BEGIN

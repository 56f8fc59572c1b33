use serde::{Deserialize, Serialize};
use sha2::{Digest, Sha256};
use std::fs;
use std::path::{Path, PathBuf};

use super::vector_index::FlatL2Index;
use crate::document::chunker::Chunk;
use crate::error::{RagError, Result};

pub const VECTORS_FILE: &str = "vectors.json";
pub const METADATA_FILE: &str = "metadata.json";

/// One metadata row. Row `i` describes vector `i` of the index.
#[derive(Debug, Clone, PartialEq, Eq, Serialize, Deserialize)]
pub struct IndexEntry {
    pub chunk_id: String,
    pub source: String,
    pub path: String,
    pub heading: String,
    pub text: String,
}

impl From<&Chunk> for IndexEntry {
    fn from(chunk: &Chunk) -> Self {
        Self {
            chunk_id: chunk.chunk_id.clone(),
            source: chunk.source.clone(),
            path: chunk.path.clone(),
            heading: chunk.heading.clone(),
            text: chunk.text.clone(),
        }
    }
}

/// The vector index and its metadata table. Built, saved and loaded together.
#[derive(Debug, Clone)]
pub struct IndexPair {
    index: FlatL2Index,
    metadata: Vec<IndexEntry>,
}

impl IndexPair {
    pub fn new(index: FlatL2Index, metadata: Vec<IndexEntry>) -> Result<Self> {
        index.validate()?;
        if index.len() != metadata.len() {
            return Err(RagError::DataIntegrity(format!(
                "index holds {} vectors but metadata has {} rows",
                index.len(),
                metadata.len()
            )));
        }
        Ok(Self { index, metadata })
    }

    pub fn index(&self) -> &FlatL2Index {
        &self.index
    }

    pub fn metadata(&self) -> &[IndexEntry] {
        &self.metadata
    }

    pub fn dimension(&self) -> usize {
        self.index.dimension()
    }

    pub fn len(&self) -> usize {
        self.metadata.len()
    }

    pub fn is_empty(&self) -> bool {
        self.metadata.is_empty()
    }

    /// Writes both files through temporaries and renames them into place,
    /// metadata first. `vectors.json` carries the SHA-256 of the metadata file
    /// it was written with, so a reader catching the two renames halfway, or
    /// a pair mixed from two builds, fails to load instead of mismatching rows.
    pub fn save(&self, dir: &Path) -> Result<()> {
        fs::create_dir_all(dir)?;
        let (vectors_path, metadata_path) = pair_paths(dir);
        let vectors_tmp = vectors_path.with_extension("json.tmp");
        let metadata_tmp = metadata_path.with_extension("json.tmp");

        let metadata_bytes = serde_json::to_vec_pretty(&self.metadata)?;
        let checksum = sha256_hex(&metadata_bytes);
        let vectors = StoredVectorsRef {
            metadata_sha256: &checksum,
            index: &self.index,
        };

        fs::write(&metadata_tmp, &metadata_bytes)?;
        fs::write(&vectors_tmp, serde_json::to_vec(&vectors)?)?;
        fs::rename(&metadata_tmp, &metadata_path)?;
        fs::rename(&vectors_tmp, &vectors_path)?;

        tracing::info!(
            "Saved index pair to {} ({} vectors, dim {})",
            dir.display(),
            self.len(),
            self.dimension()
        );
        Ok(())
    }

    /// Loads both files; a missing, corrupt, mismatched or mixed pair is an error.
    pub fn load(dir: &Path) -> Result<Self> {
        let (vectors_path, metadata_path) = pair_paths(dir);
        let vectors: StoredVectors = serde_json::from_slice(&read_bytes(&vectors_path)?)?;
        let metadata_bytes = read_bytes(&metadata_path)?;
        let metadata: Vec<IndexEntry> = serde_json::from_slice(&metadata_bytes)?;

        let checksum = sha256_hex(&metadata_bytes);
        if checksum != vectors.metadata_sha256 {
            return Err(RagError::DataIntegrity(format!(
                "{} does not belong to {} (checksum {} != {})",
                metadata_path.display(),
                vectors_path.display(),
                checksum,
                vectors.metadata_sha256
            )));
        }
        Self::new(vectors.index, metadata)
    }
}

/// On-disk layout of `vectors.json`.
#[derive(Serialize)]
struct StoredVectorsRef<'a> {
    metadata_sha256: &'a str,
    #[serde(flatten)]
    index: &'a FlatL2Index,
}

#[derive(Deserialize)]
struct StoredVectors {
    metadata_sha256: String,
    #[serde(flatten)]
    index: FlatL2Index,
}

fn sha256_hex(bytes: &[u8]) -> String {
    Sha256::digest(bytes)
        .iter()
        .map(|b| format!("{:02x}", b))
        .collect()
}

pub fn pair_paths(dir: &Path) -> (PathBuf, PathBuf) {
    (dir.join(VECTORS_FILE), dir.join(METADATA_FILE))
}

fn read_bytes(path: &Path) -> Result<Vec<u8>> {
    fs::read(path).map_err(|e| {
        RagError::Io(std::io::Error::new(
            e.kind(),
            format!("{}: {}", path.display(), e),
        ))
    })
}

END

[What you are asked to do]: Using the listing above, gather each line that holds the string "both" and copy it.

[Task response]:
    /// Writes both files through temporaries and renames them into place,
    /// Loads both files; a missing, corrupt, mismatched or mixed pair is an error.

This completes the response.